Genius in tow. The innate capacity of the human brain continues to astonish. “Are humans the new supercomputer?” Science Daily asks. In our ongoing race against technology, our brains still show exceptional powers. Experiments with quantum games, reported in Nature, show that “our skill in approaching problems heuristically and solving them intuitively” still beats the enormous processing power of supercomputers. A summary report in Nature describes the success 300 volunteers had in overcoming the counter-intuitive notions of quantum mechanics by using a crowd-sourced computer game.
But the work also suggests that the human mind might be more capable of grasping the rules of the bizarre quantum world than previously thought — a revelation that could have implications for how scientists approach quantum physics, says Jacob Sherson, a quantum physicist at Aarhus University, Denmark, who led the study. “Maybe we should allow some of that normal intuition to enter our problem solving,” he says. Scientists studying quantum foundations have also long said that finding a more intuitive approach to quantum physics could help to crack outstanding puzzles, although many doubted that this would ever be possible without new theories.
It’s not clear why natural selection would ever endow hunter-gatherers with the ability to comprehend quantum mechanics. “The map we created gives us insight into the strategies formed by the human brain,” Science Daily says. “We behave intuitively when we need to solve an unknown problem, whereas for a computer this is incomprehensible.”

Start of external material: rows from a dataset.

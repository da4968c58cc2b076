//! Mail templates rendered with Handlebars.
//!
//! Templates are addressed by identifier (e.g. `XWiki.RegistrationNotificationMail`)
//! and rendered against a JSON context. Unknown variables render empty.

use crate::config::DEFAULT_TEMPLATE_ID;
use crate::error::{MailError, MailResult};
use handlebars::Handlebars;
use serde_json::Value;
use std::collections::HashMap;

/// Rendered template result
#[derive(Debug, Clone, PartialEq, Eq)]
pub struct RenderedTemplate {
    pub subject: String,
    pub body_text: Option<String>,
    pub body_html: Option<String>,
}

/// Email template definition
#[derive(Clone, Debug)]
pub struct EmailTemplate {
    pub name: String,
    pub subject: String,
    pub body_text: Option<String>,
    pub body_html: Option<String>,
}

/// Handlebars-backed template registry.
pub struct TemplateEngine {
    handlebars: Handlebars<'static>,
    templates: HashMap<String, EmailTemplate>,
}

impl TemplateEngine {
    /// Engine with no templates registered.
    pub fn empty() -> Self {
        Self {
            handlebars: Handlebars::new(),
            templates: HashMap::new(),
        }
    }

    /// Engine with the default registration notification template.
    pub fn new() -> MailResult<Self> {
        let mut engine = Self::empty();
        engine.register(registration_notification_template())?;
        Ok(engine)
    }

    /// Register (or replace) a template
    pub fn register(&mut self, template: EmailTemplate) -> MailResult<()> {
        self.register_part(&template.name, "subject", Some(&template.subject))?;
        self.register_part(&template.name, "text", template.body_text.as_deref())?;
        self.register_part(&template.name, "html", template.body_html.as_deref())?;

        self.templates.insert(template.name.clone(), template);
        Ok(())
    }

    fn register_part(&mut self, name: &str, part: &str, source: Option<&str>) -> MailResult<()> {
        let key = format!("{}_{}", name, part);
        match source {
            Some(source) => self
                .handlebars
                .register_template_string(&key, source)
                .map_err(|e| MailError::Template(format!("Failed to register {}: {}", key, e))),
            None => {
                self.handlebars.unregister_template(&key);
                Ok(())
            }
        }
    }

    /// Render a template by name
    pub fn render(&self, name: &str, data: &Value) -> MailResult<RenderedTemplate> {
        let template = self
            .templates
            .get(name)
            .ok_or_else(|| MailError::Template(format!("Template not found: {}", name)))?;

        let subject = self.handlebars.render(&format!("{}_subject", name), data)?;

        let body_text = template
            .body_text
            .as_ref()
            .map(|_| self.handlebars.render(&format!("{}_text", name), data))
            .transpose()?;

        let body_html = template
            .body_html
            .as_ref()
            .map(|_| self.handlebars.render(&format!("{}_html", name), data))
            .transpose()?;

        Ok(RenderedTemplate {
            subject,
            body_text,
            body_html,
        })
    }

    pub fn has_template(&self, name: &str) -> bool {
        self.templates.contains_key(name)
    }

    pub fn list_templates(&self) -> Vec<&str> {
        self.templates.keys().map(|s| s.as_str()).collect()
    }
}

fn registration_notification_template() -> EmailTemplate {
    EmailTemplate {
        name: DEFAULT_TEMPLATE_ID.to_string(),
        subject: "New user registration: {{{firstName}}} {{{lastName}}}".to_string(),
        body_text: Some(
            r#"Hello,

A new user account has been registered on the wiki.

First name: {{{firstName}}}
Last name:  {{{lastName}}}
Email:      {{{email}}}
"#
            .to_string(),
        ),
        body_html: Some(
            r#"<p>Hello,</p>
<p>A new user account has been registered on the wiki.</p>
<table>
  <tr><td>First name</td><td>{{firstName}}</td></tr>
  <tr><td>Last name</td><td>{{lastName}}</td></tr>
  <tr><td>Email</td><td>{{email}}</td></tr>
</table>
"#
            .to_string(),
        ),
    }
}
//! Detects account lifecycle transitions in document mutations.

use crate::error::{RegistrationError, RegistrationResult};
use crate::models::{LifecycleEvent, LifecycleKind, MutationEvent, MutationKind};
use crate::store::DocumentStore;
use std::sync::Arc;
use tracing::{debug, error, instrument};

/// Classifies a mutation into at most one [`LifecycleEvent`].
///
/// - creation of a user document: `UserCreated`, whatever `active` holds;
/// - update where `active` becomes exactly `1` and the previous revision was
///   not active (or had no user record): `UserValidated`;
/// - anything else, including documents without a user record: nothing.
///
/// If the previous revision cannot be read, the failure is logged and no
/// event is emitted.
pub struct TransitionClassifier<S: DocumentStore> {
    store: Arc<S>,
}

impl<S: DocumentStore> TransitionClassifier<S> {
    pub fn new(store: Arc<S>) -> Self {
        Self { store }
    }

    /// Classify `event`, logging and swallowing history retrieval failures.
    #[instrument(skip_all, fields(document = %event.document.reference.local(), kind = %event.kind))]
    pub async fn classify(&self, event: &MutationEvent) -> Option<LifecycleEvent> {
        match self.try_classify(event).await {
            Ok(lifecycle) => lifecycle,
            Err(err) => {
                error!(error = ?err, "{err}");
                None
            }
        }
    }

    /// Classify `event`, surfacing history retrieval failures.
    pub async fn try_classify(
        &self,
        event: &MutationEvent,
    ) -> RegistrationResult<Option<LifecycleEvent>> {
        let document = &event.document;
        let Some(user) = document.user_record() else {
            return Ok(None);
        };

        let kind = match event.kind {
            MutationKind::Created => LifecycleKind::UserCreated,
            MutationKind::Updated => {
                if !user.is_active() {
                    return Ok(None);
                }

                let previous = self
                    .store
                    .fetch_previous_revision(document)
                    .await
                    .map_err(|source| RegistrationError::HistoryRetrieval {
                        document: document.reference.local(),
                        source,
                    })?;

                if previous.user_record().is_some_and(|record| record.is_active()) {
                    debug!(previous = %previous.version, "User was already active");
                    return Ok(None);
                }

                LifecycleKind::UserValidated
            }
        };

        debug!(lifecycle = %kind, "Detected user lifecycle transition");
        Ok(Some(LifecycleEvent::new(kind, &document.reference, user.user_data())))
    }
}

#[cfg(test)]
mod tests {
    use super::*;
    use crate::error::StoreError;
    use crate::models::{Document, DocumentReference, Record, UserData};
    use crate::store::MockDocumentStore;

    fn reference() -> DocumentReference {
        DocumentReference::new("W", "XWiki", "JohnDoe")
    }

    fn john(active: impl Into<crate::models::FieldValue>) -> Record {
        Record::new()
            .with_field("active", active)
            .with_field("first_name", "John")
            .with_field("last_name", "Doe")
            .with_field("email", "john@x.com")
    }

    fn revision(record: Option<Record>, version: &str, previous: Option<&str>) -> Document {
        let mut document = Document::new(reference());
        if let Some(record) = record {
            document = document.with_user(record);
        }
        document.version = version.to_string();
        document.previous_version = previous.map(str::to_string);
        document
    }

    fn store_returning(previous: Option<Document>) -> MockDocumentStore {
        let mut store = MockDocumentStore::new();
        match previous {
            Some(previous) => {
                store
                    .expect_fetch_previous_revision()
                    .times(1)
                    .returning(move |_| Ok(previous.clone()));
            }
            None => {
                store.expect_fetch_previous_revision().never();
            }
        }
        store
    }

    fn classifier(store: MockDocumentStore) -> TransitionClassifier<MockDocumentStore> {
        TransitionClassifier::new(Arc::new(store))
    }

    #[tokio::test]
    async fn test_created_user_emits_user_created() {
        let classifier = classifier(store_returning(None));
        let event = MutationEvent::created(revision(Some(john(0)), "1.1", None));

        let lifecycle = classifier.classify(&event).await.unwrap();
        assert_eq!(lifecycle.kind, LifecycleKind::UserCreated);
        assert_eq!(lifecycle.document_id, "XWiki.JohnDoe");
        assert_eq!(lifecycle.user_data, UserData::new("John", "Doe", "john@x.com"));
    }

    #[tokio::test]
    async fn test_created_regardless_of_active_value() {
        let classifier = classifier(store_returning(None));

        for active in [0, 1, 7] {
            let event = MutationEvent::created(revision(Some(john(active)), "1.1", None));
            let lifecycle = classifier.classify(&event).await.unwrap();
            assert_eq!(lifecycle.kind, LifecycleKind::UserCreated);
        }
    }

    #[tokio::test]
    async fn test_non_user_documents_are_ignored() {
        let classifier = classifier(store_returning(None));

        let created = MutationEvent::created(revision(None, "1.1", None));
        let updated = MutationEvent::updated(revision(None, "2.1", Some("1.1")));

        assert!(classifier.classify(&created).await.is_none());
        assert!(classifier.classify(&updated).await.is_none());
    }

    #[tokio::test]
    async fn test_activation_emits_user_validated() {
        let previous = revision(Some(john(0)), "1.1", None);
        let classifier = classifier(store_returning(Some(previous)));
        let event = MutationEvent::updated(revision(Some(john(1)), "2.1", Some("1.1")));

        let lifecycle = classifier.classify(&event).await.unwrap();
        assert_eq!(lifecycle.kind, LifecycleKind::UserValidated);
        assert_eq!(lifecycle.user_data.email, "john@x.com");
    }

    #[tokio::test]
    async fn test_previous_without_user_record_counts_as_inactive() {
        let previous = revision(None, "1.1", None);
        let classifier = classifier(store_returning(Some(previous)));
        let event = MutationEvent::updated(revision(Some(john(1)), "2.1", Some("1.1")));

        let lifecycle = classifier.classify(&event).await.unwrap();
        assert_eq!(lifecycle.kind, LifecycleKind::UserValidated);
    }

    #[tokio::test]
    async fn test_previous_text_one_is_not_active() {
        let previous = revision(Some(john("1")), "1.1", None);
        let classifier = classifier(store_returning(Some(previous)));
        let event = MutationEvent::updated(revision(Some(john(1)), "2.1", Some("1.1")));

        assert_eq!(
            classifier.classify(&event).await.map(|e| e.kind),
            Some(LifecycleKind::UserValidated)
        );
    }

    #[tokio::test]
    async fn test_already_active_emits_nothing() {
        let previous = revision(Some(john(1)), "1.1", None);
        let classifier = classifier(store_returning(Some(previous)));
        let event = MutationEvent::updated(revision(Some(john(1)), "2.1", Some("1.1")));

        assert!(classifier.classify(&event).await.is_none());
    }

    #[tokio::test]
    async fn test_inactive_update_skips_history_lookup() {
        let classifier = classifier(store_returning(None));

        for active in [
            crate::models::FieldValue::Int(0),
            crate::models::FieldValue::Int(2),
            crate::models::FieldValue::Text("1".to_string()),
        ] {
            let event = MutationEvent::updated(revision(Some(john(active)), "2.1", Some("1.1")));
            assert!(classifier.classify(&event).await.is_none());
        }
    }

    #[tokio::test]
    async fn test_history_failure_fails_closed() {
        let mut store = MockDocumentStore::new();
        store
            .expect_fetch_previous_revision()
            .times(1)
            .returning(|_| Err(StoreError::Backend("archive corrupt".to_string())));
        let classifier = classifier(store);

        let event = MutationEvent::updated(revision(Some(john(1)), "2.1", Some("1.1")));
        assert!(classifier.classify(&event).await.is_none());
    }

    #[tokio::test]
    async fn test_try_classify_surfaces_history_failure() {
        let mut store = MockDocumentStore::new();
        store
            .expect_fetch_previous_revision()
            .returning(|doc| Err(StoreError::NoPreviousRevision(doc.reference.local())));
        let classifier = classifier(store);

        let event = MutationEvent::updated(revision(Some(john(1)), "2.1", None));
        let err = classifier.try_classify(&event).await.unwrap_err();
        assert!(matches!(
            err,
            RegistrationError::HistoryRetrieval { ref document, .. } if document == "XWiki.JohnDoe"
        ));
    }
}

Bible-believers say that man was created perfect but, because of the Fall into sin, is degenerating. Secular science says man is climbing upward by blind evolutionary processes that don’t care where he is going, and thereby cannot prepare for unseen circumstances. Which worldview explains these observations? We see hints of capabilities that could be far better. They should be the norm, if evolution somehow came up with them. Instead, we see indications of superfluous design and restorative genius. Once in awhile they turn up in exceptional individuals. Wouldn’t everyone in a Darwinian world rise to their own level of incompetence? Why the extraordinary plasticity, robustness and “prearrangements” for automatic calibration or for dynamic rewiring and restoration?
Darwin looked for atavisms from an animal past. What we see are atavisms from superior intellect and health. These point to decay and death over thousands of years from previous heights of fitness, not evolutionary progress. De-evolution explains these observations; Darwin had it backwards because of his anti-supernatural bias. As so often is the case, the Bible has it right. It explains why the antediluvians lived hundreds of years, and why in the coming Millennium people will be considered unfortunate to die at age 100. Medical science struggles to restore some measure of the powers our Creator gave us originally.
Comments
Once again the evolutionists who can “make sense of it all with evolution” are surprised. If we really came from millions of years of the strongest surviving, why do we choose to let our muscles go weak instead of always being driven to exercise to prepare for fights? Why do we think that many of the naturally healthy foods taste bland or undesirable but savor unhealthy treats?